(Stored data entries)
◆ ◆ ◆ ◆ ◆ ◆ ◆
pub mod admin;
pub mod analytics;
pub mod auth;
pub mod bot;
pub mod error;
pub mod geo;
pub mod messages;
pub mod middleware;
pub mod moderation;
pub mod notify;
pub mod reactions;
pub mod state;

use axum::{
    Json, Router,
    extract::State,
    middleware::from_fn_with_state,
    routing::{get, patch, post},
};

use folio_types::api::OkResponse;

use crate::error::ApiError;
use crate::state::{AppState, run_db};

/// GET /health
pub async fn health(State(state): State<AppState>) -> Result<Json<OkResponse>, ApiError> {
    run_db(&state, |db| db.ping()).await?;
    Ok(Json(OkResponse::OK))
}

/// Every API route, unprefixed. The binary nests this under `/api`.
pub fn router(state: AppState) -> Router {
    let public_routes = Router::new()
        .route("/health", get(health))
        .route("/shoutbox", get(messages::list_messages).post(messages::post_message))
        .route("/shoutbox/{id}/react", post(reactions::toggle_reaction))
        .route("/settings/emojis", get(reactions::list_emojis))
        .route("/analytics/visit", post(analytics::record_visit).patch(analytics::update_duration))
        .route("/analytics/beacon", post(analytics::beacon))
        .route("/analytics/counter", get(analytics::counter))
        .route("/moderate", post(moderation::moderate))
        .route("/admin/login", post(auth::login));

    let admin_routes = Router::new()
        .route("/admin/messages", get(admin::list_messages))
        .route(
            "/admin/messages/{id}",
            patch(admin::update_message).delete(admin::delete_message),
        )
        .route("/admin/stats", get(admin::stats))
        .route("/admin/settings", get(admin::get_settings).put(admin::put_settings))
        .route("/admin/analytics", get(analytics::admin_report))
        .route_layer(from_fn_with_state(state.clone(), middleware::require_admin));

    let bot_routes = Router::new()
        .route("/bot/status", get(bot::status))
        .route("/bot/overview", get(bot::overview))
        .route("/bot/messages/recent", get(bot::recent))
        .route("/bot/messages/search", get(bot::search))
        .route("/bot/stats", get(bot::stats))
        .route("/bot/messages/{id}/action", post(bot::action))
        .route("/bot/ban-ip", post(bot::ban_ip))
        .route_layer(from_fn_with_state(state.clone(), middleware::require_bot));

    Router::new()
        .merge(public_routes)
        .merge(admin_routes)
        .merge(bot_routes)
        .with_state(state)
}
◆ ◆ ◆ ◆ ◆ ◆ ◆
* About this exercise *
The answer is the run of lines above from the line containing "pub mod messages;" through the line containing "use folio_types::api::OkResponse;", copied exactly and alone.

* Result below *
pub mod messages;
pub mod middleware;
pub mod moderation;
pub mod notify;
pub mod reactions;
pub mod state;

use axum::{
    Json, Router,
    extract::State,
    middleware::from_fn_with_state,
    routing::{get, patch, post},
};

use folio_types::api::OkResponse;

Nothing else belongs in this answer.